• O[Utf-8]12

    Music has a universal appeal uninhibited by language. A metal head in Istanbul, Tokyo, or Oslo instinctively knows the deep power chords of Black Sabbath – it takes maybe two beats to recognize a classic like “N.I.B.” or “Paranoid.” The same guitars that screamed the tapping mastery of Van Halen or led to the spandex hair excess of 80s metal also served The Beatles and Pink Floyd. And before them was Chuck Berry, laying the ground work with the power chords of “Roll Over Beethoven”.

    All that from six strings and five notes: E - A - D - G - B - E. Awesome.

    Then there’s the written word on the web. Thousands of symbols in 8 bits, 16 bits, and 32 bits. In ASCII, or US-ASCII as RFC 2616 puts it, or rather ISO-8859-1. Or UTF-8, which is easier to adopt because it’s like an extended ASCII. On the other hand if you’re dealing with GB2312 then UTF-8 isn’t necessarily for you. Of course, in that case you should really be using GBK instead of GB2312. Or was it supposed to be GB18030?

    Character encodings get messy and confusing quickly. Our metal head friends like their own genre of müzik / 音楽 / musikk – one word, three languages, many symbols. In this page, those symbols (or glyphs) share one encoding: UTF-8.

    You don’t need to speak a language in order to work with its characters, words, and sentences. You just need Unicode. As Tim Berners-Lee put it,

    The W3C was founded to develop common protocols to lead the evolution of the World Wide Web. The path W3C follows to making text on the Web truly global is Unicode. Unicode is fundamental to the work of the W3C; it is a component of W3C Specifications, from the early days of HTML, to the growing XML Family of specifications and beyond.

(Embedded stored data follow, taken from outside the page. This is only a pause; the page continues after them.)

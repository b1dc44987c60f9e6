//! UUID utilities

use uuid::Uuid;

/// Generate a new UUIDv4
pub fn generate() -> Uuid {
    Uuid::new_v4()
}

/// Generate a snapshot identifier (hyphenated UUIDv4 string)
pub fn generate_snapshot_id() -> String {
    generate().hyphenated().to_string()
}

#[cfg(test)]
mod tests {
    use super::*;
    use std::collections::HashSet;

    #[test]
    fn test_snapshot_id_is_parseable_v4() {
        let id = generate_snapshot_id();
        let parsed = Uuid::parse_str(&id).expect("snapshot id should be a UUID");
        assert_eq!(parsed.get_version_num(), 4);
    }

    #[test]
    fn test_snapshot_ids_do_not_collide() {
        let ids: HashSet<String> = (0..1000).map(|_| generate_snapshot_id()).collect();
        assert_eq!(ids.len(), 1000);
    }
}
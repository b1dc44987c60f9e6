//! Snapshot store
//!
//! Process-local, time-boxed record of what the remote scheduler reported for
//! a sync window. A later sync pass fetches the snapshot by id and diffs it
//! against current remote state.
//!
//! Expiry is checked on read: an entry older than the TTL is reported absent
//! whether or not it has been physically removed yet. Sweeping on write only
//! bounds memory and is never needed for correctness.
//!
//! Nothing survives a restart. Callers must treat a missing snapshot as "no
//! prior state" and fall back to a full sync.

use crate::playout::PlayoutRecord;
use crate::time::{format_utc_millis, Clock, SystemClock};
use crate::uuid_utils;
use crate::window::SyncWindow;
use chrono::{DateTime, Duration, Utc};
use serde::{Deserialize, Serialize};
use std::collections::HashMap;
use std::sync::{Arc, PoisonError, RwLock};
use tracing::{debug, info};

/// Snapshot time-to-live in milliseconds (24 hours)
pub const SNAPSHOT_TTL_MS: i64 = 86_400_000;

/// Snapshot time-to-live as a duration
pub fn default_ttl() -> Duration {
    Duration::milliseconds(SNAPSHOT_TTL_MS)
}

/// A sync window paired with the playouts retrieved for it
#[derive(Debug, Clone, PartialEq, Eq, Serialize, Deserialize)]
#[serde(rename_all = "camelCase")]
pub struct Snapshot {
    /// Lookup key, generated on save
    pub id: String,
    pub window: SyncWindow,
    /// Playouts in caller-supplied order
    pub playouts: Vec<PlayoutRecord>,
    /// Save time; expiry is measured from here
    pub created_at: DateTime<Utc>,
}

impl Snapshot {
    /// First instant at which this snapshot is considered expired under `ttl`
    pub fn expires_at(&self, ttl: Duration) -> DateTime<Utc> {
        self.created_at + ttl
    }

    /// Expired once `now - created_at >= ttl`
    pub fn is_expired_at(&self, now: DateTime<Utc>, ttl: Duration) -> bool {
        now - self.created_at >= ttl
    }
}

/// In-memory snapshot store
///
/// Construct one at process start and share it (e.g. behind an `Arc`) with
/// every sync routine. Readers receive clones; stored snapshots are never
/// handed out mutably.
pub struct SnapshotStore {
    /// Map of snapshot id -> snapshot
    entries: RwLock<HashMap<String, Snapshot>>,
    clock: Arc<dyn Clock>,
    ttl: Duration,
}

impl SnapshotStore {
    /// Store on the wall clock with the 24-hour TTL
    pub fn new() -> Self {
        Self::with_clock(Arc::new(SystemClock))
    }

    pub fn with_clock(clock: Arc<dyn Clock>) -> Self {
        Self::with_ttl(clock, default_ttl())
    }

    pub fn with_ttl(clock: Arc<dyn Clock>, ttl: Duration) -> Self {
        Self {
            entries: RwLock::new(HashMap::new()),
            clock,
            ttl,
        }
    }

    pub fn ttl(&self) -> Duration {
        self.ttl
    }

    /// Save a window and its playouts under a freshly generated id
    ///
    /// Also drops any entries that have already expired.
    pub fn save_snapshot(&self, window: &SyncWindow, playouts: &[PlayoutRecord]) -> Snapshot {
        let now = self.clock.now();
        let snapshot = Snapshot {
            id: uuid_utils::generate_snapshot_id(),
            window: window.clone(),
            playouts: playouts.to_vec(),
            created_at: now,
        };

        let removed = {
            let mut entries = self.entries.write().unwrap_or_else(PoisonError::into_inner);
            let removed = Self::sweep(&mut entries, now, self.ttl);
            entries.insert(snapshot.id.clone(), snapshot.clone());
            removed
        };

        if removed > 0 {
            info!("Swept {} expired sync snapshot(s)", removed);
        }
        debug!(
            "Saved sync snapshot {} ({} playouts, window {}, expires {})",
            snapshot.id,
            snapshot.playouts.len(),
            snapshot.window.weeks_label,
            format_utc_millis(snapshot.expires_at(self.ttl))
        );

        snapshot
    }

    /// Look up a snapshot; `None` if unknown or expired
    pub fn get_snapshot(&self, id: &str) -> Option<Snapshot> {
        let now = self.clock.now();
        let entries = self.entries.read().unwrap_or_else(PoisonError::into_inner);

        match entries.get(id) {
            Some(snapshot) if snapshot.is_expired_at(now, self.ttl) => {
                debug!("Sync snapshot {} expired at {}", id, format_utc_millis(snapshot.expires_at(self.ttl)));
                None
            }
            Some(snapshot) => Some(snapshot.clone()),
            None => {
                debug!("Sync snapshot {} not found", id);
                None
            }
        }
    }

    /// Physically remove expired entries, returning how many were dropped
    pub fn purge_expired(&self) -> usize {
        let now = self.clock.now();
        let removed = {
            let mut entries = self.entries.write().unwrap_or_else(PoisonError::into_inner);
            Self::sweep(&mut entries, now, self.ttl)
        };
        if removed > 0 {
            info!("Swept {} expired sync snapshot(s)", removed);
        }
        removed
    }

    /// Number of physically stored entries, including expired ones not yet swept
    pub fn len(&self) -> usize {
        self.entries.read().unwrap_or_else(PoisonError::into_inner).len()
    }

    pub fn is_empty(&self) -> bool {
        self.len() == 0
    }

    fn sweep(entries: &mut HashMap<String, Snapshot>, now: DateTime<Utc>, ttl: Duration) -> usize {
        let before = entries.len();
        entries.retain(|_, snapshot| !snapshot.is_expired_at(now, ttl));
        before - entries.len()
    }
}

impl Default for SnapshotStore {
    fn default() -> Self {
        Self::new()
    }
}

impl std::fmt::Debug for SnapshotStore {
    fn fmt(&self, f: &mut std::fmt::Formatter<'_>) -> std::fmt::Result {
        f.debug_struct("SnapshotStore")
            .field("entries", &self.len())
            .field("ttl_ms", &self.ttl.num_milliseconds())
            .finish()
    }
}
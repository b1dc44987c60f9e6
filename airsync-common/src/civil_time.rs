//! Civil-time conversion
//!
//! The window calculator never does offset arithmetic itself: it asks a
//! [`CivilTime`] to render absolute instants as local wall-clock time and to
//! map local wall-clock time back to absolute instants. [`TzdbCivilTime`]
//! answers both from the IANA tz database compiled into `chrono-tz`, so
//! government rule changes arrive with a dependency bump rather than a code
//! change.

use crate::{Error, Result};
use chrono::{DateTime, Duration, FixedOffset, NaiveDateTime, TimeZone, Utc};
use chrono_tz::Tz;

/// Default civil timezone for the station
pub const DEFAULT_TIMEZONE: &str = "Europe/Paris";

/// Upper bound when stepping over a skipped wall-clock range (minutes)
const MAX_GAP_MINUTES: i64 = 24 * 60;

/// Conversion between absolute instants and a civil timezone's wall clock
pub trait CivilTime: Send + Sync {
    /// IANA name of the zone (e.g. `Europe/Paris`)
    fn name(&self) -> &str;

    /// Render an instant with whichever UTC offset is legally in effect at it
    fn to_local(&self, instant: DateTime<Utc>) -> DateTime<FixedOffset>;

    /// Map a wall-clock reading to the instant it denotes
    ///
    /// Ambiguous readings (repeated hour on fall-back) resolve to the earliest
    /// instant. Readings inside a spring-forward gap resolve to the first
    /// instant after the gap.
    fn resolve_local(&self, local: NaiveDateTime) -> Result<DateTime<Utc>>;
}

/// [`CivilTime`] backed by the tz database
#[derive(Debug, Clone, Copy, PartialEq, Eq)]
pub struct TzdbCivilTime {
    tz: Tz,
}

impl TzdbCivilTime {
    pub fn new(tz: Tz) -> Self {
        Self { tz }
    }

    /// Europe/Paris (UTC+1 standard, UTC+2 daylight)
    pub fn paris() -> Self {
        Self::new(chrono_tz::Europe::Paris)
    }

    /// Look up a zone by IANA name
    ///
    /// An unknown name is an environment configuration error; callers are
    /// expected to abort startup on it.
    pub fn from_name(name: &str) -> Result<Self> {
        let tz: Tz = name
            .trim()
            .parse()
            .map_err(|e| Error::Timezone(format!("unknown timezone {name:?}: {e}")))?;
        Ok(Self::new(tz))
    }

    pub fn tz(&self) -> Tz {
        self.tz
    }
}

impl Default for TzdbCivilTime {
    fn default() -> Self {
        Self::paris()
    }
}

impl CivilTime for TzdbCivilTime {
    fn name(&self) -> &str {
        self.tz.name()
    }

    fn to_local(&self, instant: DateTime<Utc>) -> DateTime<FixedOffset> {
        instant.with_timezone(&self.tz).fixed_offset()
    }

    fn resolve_local(&self, local: NaiveDateTime) -> Result<DateTime<Utc>> {
        if let Some(dt) = self.tz.from_local_datetime(&local).earliest() {
            return Ok(dt.with_timezone(&Utc));
        }

        // Wall clock skipped this reading: walk forward to the end of the gap
        let mut probe = local;
        for _ in 0..MAX_GAP_MINUTES {
            probe = probe
                .checked_add_signed(Duration::minutes(1))
                .ok_or_else(|| Error::InvalidInput(format!("local time {local} out of range")))?;
            if let Some(dt) = self.tz.from_local_datetime(&probe).earliest() {
                return Ok(dt.with_timezone(&Utc));
            }
        }

        Err(Error::Timezone(format!(
            "local time {local} does not exist in {} and no valid time follows within a day",
            self.name()
        )))
    }
}
//! Timestamp utilities
//!
//! Instant rendering shared by the window calculator and the snapshot store,
//! plus the [`Clock`] seam used to make expiry testable.

use crate::{Error, Result};
use chrono::{DateTime, FixedOffset, SecondsFormat, Utc};
use std::sync::{Mutex, PoisonError};

/// Get current UTC timestamp
pub fn now() -> DateTime<Utc> {
    Utc::now()
}

/// Render an instant as ISO-8601 UTC with millisecond precision (`2025-01-01T00:00:00.000Z`)
pub fn format_utc_millis(instant: DateTime<Utc>) -> String {
    instant.to_rfc3339_opts(SecondsFormat::Millis, true)
}

/// Render a civil-local instant with explicit UTC offset, truncated to seconds
/// (`2025-03-17T00:00:00+01:00`)
pub fn format_offset_secs(local: DateTime<FixedOffset>) -> String {
    local.to_rfc3339_opts(SecondsFormat::Secs, false)
}

/// Parse an RFC 3339 instant into UTC
///
/// Fails with [`Error::InvalidInput`] naming the offending field, so malformed
/// values never reach calendar arithmetic.
pub fn parse_instant(field: &str, value: &str) -> Result<DateTime<Utc>> {
    DateTime::parse_from_rfc3339(value.trim())
        .map(|dt| dt.with_timezone(&Utc))
        .map_err(|e| Error::InvalidInput(format!("{field}: cannot parse {value:?} as RFC 3339 instant: {e}")))
}

/// Source of the current instant
pub trait Clock: Send + Sync {
    fn now(&self) -> DateTime<Utc>;
}

/// Wall clock
#[derive(Debug, Default, Clone, Copy)]
pub struct SystemClock;

impl Clock for SystemClock {
    fn now(&self) -> DateTime<Utc> {
        now()
    }
}

/// Manually driven clock for tests and replay tooling
#[derive(Debug)]
pub struct ManualClock {
    current: Mutex<DateTime<Utc>>,
}

impl ManualClock {
    pub fn new(start: DateTime<Utc>) -> Self {
        Self {
            current: Mutex::new(start),
        }
    }

    /// Jump to an absolute instant
    pub fn set(&self, instant: DateTime<Utc>) {
        *self.current.lock().unwrap_or_else(PoisonError::into_inner) = instant;
    }

    /// Move forward (or backward, for negative durations)
    pub fn advance(&self, by: chrono::Duration) {
        let mut current = self.current.lock().unwrap_or_else(PoisonError::into_inner);
        *current += by;
    }
}

impl Clock for ManualClock {
    fn now(&self) -> DateTime<Utc> {
        *self.current.lock().unwrap_or_else(PoisonError::into_inner)
    }
}

#[cfg(test)]
mod tests {
    use super::*;
    use chrono::TimeZone;

    #[test]
    fn test_format_utc_millis_keeps_three_digits() {
        let instant = Utc.with_ymd_and_hms(2025, 10, 5, 21, 30, 0).unwrap();
        assert_eq!(format_utc_millis(instant), "2025-10-05T21:30:00.000Z");

        let with_millis = instant + chrono::Duration::milliseconds(42);
        assert_eq!(format_utc_millis(with_millis), "2025-10-05T21:30:00.042Z");
    }

    #[test]
    fn test_format_offset_secs_drops_millis() {
        let offset = FixedOffset::east_opt(2 * 3600).unwrap();
        let local = offset.with_ymd_and_hms(2025, 10, 5, 23, 30, 0).unwrap()
            + chrono::Duration::milliseconds(999);
        assert_eq!(format_offset_secs(local), "2025-10-05T23:30:00+02:00");
    }

    #[test]
    fn test_parse_instant_normalizes_to_utc() {
        let parsed = parse_instant("now", "2025-03-30T12:00:00+02:00").unwrap();
        assert_eq!(parsed, Utc.with_ymd_and_hms(2025, 3, 30, 10, 0, 0).unwrap());
    }

    #[test]
    fn test_parse_instant_rejects_garbage() {
        let err = parse_instant("now", "2025-13-45T99:00:00Z").unwrap_err();
        assert!(matches!(err, Error::InvalidInput(_)));
        assert!(err.to_string().contains("now"));

        assert!(parse_instant("now", "").is_err());
        assert!(parse_instant("now", "yesterday").is_err());
    }

    #[test]
    fn test_manual_clock_set_and_advance() {
        let start = Utc.with_ymd_and_hms(2025, 1, 1, 0, 0, 0).unwrap();
        let clock = ManualClock::new(start);
        assert_eq!(clock.now(), start);

        clock.advance(chrono::Duration::hours(24));
        assert_eq!(clock.now(), Utc.with_ymd_and_hms(2025, 1, 2, 0, 0, 0).unwrap());

        clock.set(start);
        assert_eq!(clock.now(), start);
    }

    #[test]
    fn test_system_clock_follows_wall_clock() {
        let clock = SystemClock;
        let before = now();
        let reading = clock.now();
        let after = now();
        assert!(before <= reading && reading <= after);
    }
}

    Unicode has its learning curve. With Normalization Forms. Characters. Code Units. Glyphs. Collation. And so on. The gist of Unicode is that it’s a universal coding scheme to represent all that’s to come of the characters used for written language; hopefully never to be eclipsed.

    The security problems of Unicode stem from the conversion from one character set to another. When home-town fans of 少年ナイフ want to praise their heroes in a site’s comment section, they’ll do so in Japanese. Yet behind the scenes, the browser, web site, or operating systems involved might be handling the characters in UTF-8, Shift-JIS, or EUC.

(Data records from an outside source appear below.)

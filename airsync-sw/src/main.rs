//! airsync-sw (Sync Window) - Schedule sync diagnostics
//!
//! Computes the sync window the reconciliation pass would use and, given a
//! dump of remote playouts, shows the snapshot that pass would store.

use airsync_common::config::SyncConfig;
use airsync_common::time::{parse_instant, Clock, SystemClock};
use airsync_common::{
    compute_sync_window_in, PlayoutRecord, SnapshotStore, SyncWindow, SyncWindowInput, TzdbCivilTime,
};
use anyhow::{Context, Result};
use clap::{Parser, Subcommand};
use std::path::{Path, PathBuf};
use std::sync::Arc;
use tracing::{info, warn};

#[derive(Debug, Parser)]
#[command(name = "airsync-sw", version, about = "Broadcast schedule sync window diagnostics")]
struct Cli {
    /// Config file (overrides AIRSYNC_CONFIG and the platform default)
    #[arg(long, global = true)]
    config: Option<PathBuf>,

    #[command(subcommand)]
    command: Command,
}

#[derive(Debug, Clone, clap::Args)]
struct WindowArgs {
    /// Reference instant, RFC 3339 (defaults to now)
    #[arg(long)]
    now: Option<String>,

    /// Start of the show currently on air, RFC 3339
    #[arg(long)]
    current_show_start: Option<String>,
}

#[derive(Debug, Subcommand)]
enum Command {
    /// Print the sync window as JSON
    Window(WindowArgs),

    /// Store a playout dump as a snapshot and print it back
    Snapshot {
        /// JSON array of playout records from the remote scheduler
        #[arg(long)]
        playouts: PathBuf,

        #[command(flatten)]
        window: WindowArgs,
    },
}

fn main() -> Result<()> {
    let cli = Cli::parse();
    let config = SyncConfig::load(cli.config.as_deref()).context("Failed to load configuration")?;

    tracing_subscriber::fmt()
        .with_env_filter(
            tracing_subscriber::EnvFilter::from_default_env()
                .add_directive(parse_level(&config.log_level).into()),
        )
        .with_writer(std::io::stderr)
        .init();

    info!("Starting airsync-sw v{}", env!("CARGO_PKG_VERSION"));

    // Timezone lookup failure is an environment error: abort before doing anything
    let civil = config
        .civil_time()
        .with_context(|| format!("Cannot use configured timezone {:?}", config.timezone))?;
    info!("Civil timezone: {}", config.timezone);

    match cli.command {
        Command::Window(args) => {
            let window = compute_window(&args, &civil)?;
            println!("{}", serde_json::to_string_pretty(&window)?);
        }
        Command::Snapshot { playouts, window } => {
            let window = compute_window(&window, &civil)?;
            let records = load_playouts(&playouts)?;
            let in_window = playouts_in_window(&window, records);

            let store = SnapshotStore::with_ttl(Arc::new(SystemClock), config.snapshot_ttl());
            let saved = store.save_snapshot(&window, &in_window);
            info!("Saved snapshot {} with {} playouts", saved.id, saved.playouts.len());

            let fetched = store
                .get_snapshot(&saved.id)
                .context("Snapshot vanished immediately after save")?;
            println!("{}", serde_json::to_string_pretty(&fetched)?);
        }
    }

    Ok(())
}

fn compute_window(args: &WindowArgs, civil: &TzdbCivilTime) -> Result<SyncWindow> {
    let now = match &args.now {
        Some(now) => parse_instant("now", now)?,
        None => SystemClock.now(),
    };
    let mut input = SyncWindowInput::new(now);
    if let Some(start) = &args.current_show_start {
        input = input.with_current_show_start(parse_instant("currentShowStartUtc", start)?);
    }
    Ok(compute_sync_window_in(&input, civil)?)
}

fn load_playouts(path: &Path) -> Result<Vec<PlayoutRecord>> {
    let content =
        std::fs::read_to_string(path).with_context(|| format!("Failed to read {}", path.display()))?;
    let records: Vec<PlayoutRecord> =
        serde_json::from_str(&content).with_context(|| format!("Failed to parse {}", path.display()))?;
    info!("Loaded {} playouts from {}", records.len(), path.display());
    Ok(records)
}

/// Keep playouts starting inside the window; unparsable start times are kept as-is
fn playouts_in_window(window: &SyncWindow, records: Vec<PlayoutRecord>) -> Vec<PlayoutRecord> {
    records
        .into_iter()
        .filter(|record| match parse_instant("startsAt", &record.starts_at) {
            Ok(starts_at) => window.contains(starts_at).unwrap_or(true),
            Err(e) => {
                warn!("Playout {}: {}", record.playout_id, e);
                true
            }
        })
        .collect()
}

fn parse_level(level: &str) -> tracing::Level {
    match level.trim().to_ascii_lowercase().as_str() {
        "trace" => tracing::Level::TRACE,
        "debug" => tracing::Level::DEBUG,
        "warn" => tracing::Level::WARN,
        "error" => tracing::Level::ERROR,
        _ => tracing::Level::INFO,
    }
}
//! HTTP implementation of `CacheClient` on top of reqwest.

use async_trait::async_trait;
use reqwest::{Client, Response, StatusCode};
use tracing::{debug, warn};

use crate::client::CacheClient;
use crate::config::DEFAULT_SERVICE_URL;
use crate::error::{ClientError, Result};
use crate::models::{ErrorResponse, ListResponse, SetRequest};
use crate::view::{CacheEntry, CacheSnapshot};

/// Client for the cache service REST API.
#[derive(Debug, Clone)]
pub struct HttpCacheClient {
    /// Base URL without trailing slash
    base_url: String,
    /// Reusable HTTP client
    client: Client,
}

impl HttpCacheClient {
    /// Creates a client for the service at `base_url`.
    pub fn new(base_url: impl Into<String>) -> Self {
        let base_url = base_url.into().trim_end_matches('/').to_string();
        Self {
            base_url,
            client: Client::new(),
        }
    }

    /// Base URL requests are sent to.
    pub fn base_url(&self) -> &str {
        &self.base_url
    }

    fn collection_url(&self) -> String {
        format!("{}/cache", self.base_url)
    }

    fn key_url(&self, key: &str) -> String {
        format!("{}/cache/{}", self.base_url, urlencoding::encode(key))
    }
}

impl Default for HttpCacheClient {
    fn default() -> Self {
        Self::new(DEFAULT_SERVICE_URL)
    }
}

/// Reads the service's error message, falling back to the raw body.
async fn error_message(response: Response) -> String {
    let status = response.status();
    let body = response.text().await.unwrap_or_default();
    serde_json::from_str::<ErrorResponse>(&body)
        .map(|e| e.error)
        .ok()
        .filter(|msg| !msg.is_empty())
        .unwrap_or_else(|| {
            if body.is_empty() {
                status.to_string()
            } else {
                body
            }
        })
}

/// Maps a non-success status: 5xx is a transport failure, anything else an
/// operation failure.
async fn common_failure(response: Response) -> ClientError {
    let status = response.status();
    let message = error_message(response).await;
    if status.is_server_error() {
        ClientError::Transport(format!("{}: {}", status, message))
    } else {
        ClientError::Operation {
            status: status.as_u16(),
            message,
        }
    }
}

#[async_trait]
impl CacheClient for HttpCacheClient {
    async fn list(&self) -> Result<CacheSnapshot> {
        let response = self.client.get(self.collection_url()).send().await?;

        if !response.status().is_success() {
            return Err(common_failure(response).await);
        }

        let body: ListResponse = response.json().await.map_err(|e| {
            warn!("list body could not be decoded: {}", e);
            ClientError::InvalidResponse(e.to_string())
        })?;
        if let Some(note) = &body.error {
            debug!("list returned no cache: {}", note);
        }
        Ok(body.cache)
    }

    async fn get(&self, key: &str) -> Result<CacheEntry> {
        let response = self.client.get(self.key_url(key)).send().await?;

        match response.status() {
            status if status.is_success() => response
                .json()
                .await
                .map_err(|e| ClientError::InvalidResponse(e.to_string())),
            StatusCode::NOT_FOUND => Err(ClientError::NotFound(key.to_string())),
            _ => Err(common_failure(response).await),
        }
    }

    async fn set(&self, key: &str, ttl_seconds: u64) -> Result<()> {
        let response = self
            .client
            .post(self.collection_url())
            .json(&SetRequest::new(key, ttl_seconds))
            .send()
            .await?;

        let status = response.status();
        if status.is_success() {
            Ok(())
        } else if status.is_client_error() {
            Err(ClientError::Validation(error_message(response).await))
        } else {
            Err(common_failure(response).await)
        }
    }

    async fn delete(&self, key: &str) -> Result<()> {
        let response = self.client.delete(self.key_url(key)).send().await?;

        match response.status() {
            status if status.is_success() => Ok(()),
            StatusCode::NOT_FOUND => {
                debug!("delete of absent key '{}' treated as success", key);
                Ok(())
            }
            _ => Err(common_failure(response).await),
        }
    }
}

    The conversion of character sets introduces the chance for mistakes and breaking assumptions. The number of bytes might change, leading to a buffer overflow or underflow. The string may no longer be the C-friendly NULL-terminated array. Unsupported characters cause errors, possibly causing an XSS filter to skip over a script tag. A lot of these concerns have been documented (and here). Some have demonstrable exploits, as opposed to conceptual problems that run rampant through security conferences, but never see a decent hack.

    Unicode got more scrutiny when it was proposed for Internationalized Domain Names (IDN). Researchers warned of “homoglyph” attacks, situations where phishers or malware authors would craft URLs that used alternate characters to spoof popular sites. (Here’s an example of JavaScript’s early problems.)

    The first attacks didn’t need IDNs. They used trivial letter substitution with look-alikes, such as swapping l (the letter L) and 1 (the number one) in dead1iestattacks.com. IDNs provided more sophistication by allowing domains with changes visually harder to detect like deạdliestattacks.com.

    What’s been less well documented (from what I could find) is the range of support for character set encodings in security tools. The primary language of web security seems to be English based on the popular conferences and books. But useful tools come from all over. Wivet originated from Türkiye (here’s some more UTF-8: Web Güvenlik Topluluğu). Sqlmap and w3af support Unicode. So maybe this is a non-issue for modern tools.

    In any case, it never hurts to have more “how to hack” tools in non-English languages or test suites to verify that the latest XSS finder, SQL injector, or web tool can deal with sites that aren’t friendly enough to serve content as UTF-8. Or you could help out with documentation projects like the OWASP Developer Guide.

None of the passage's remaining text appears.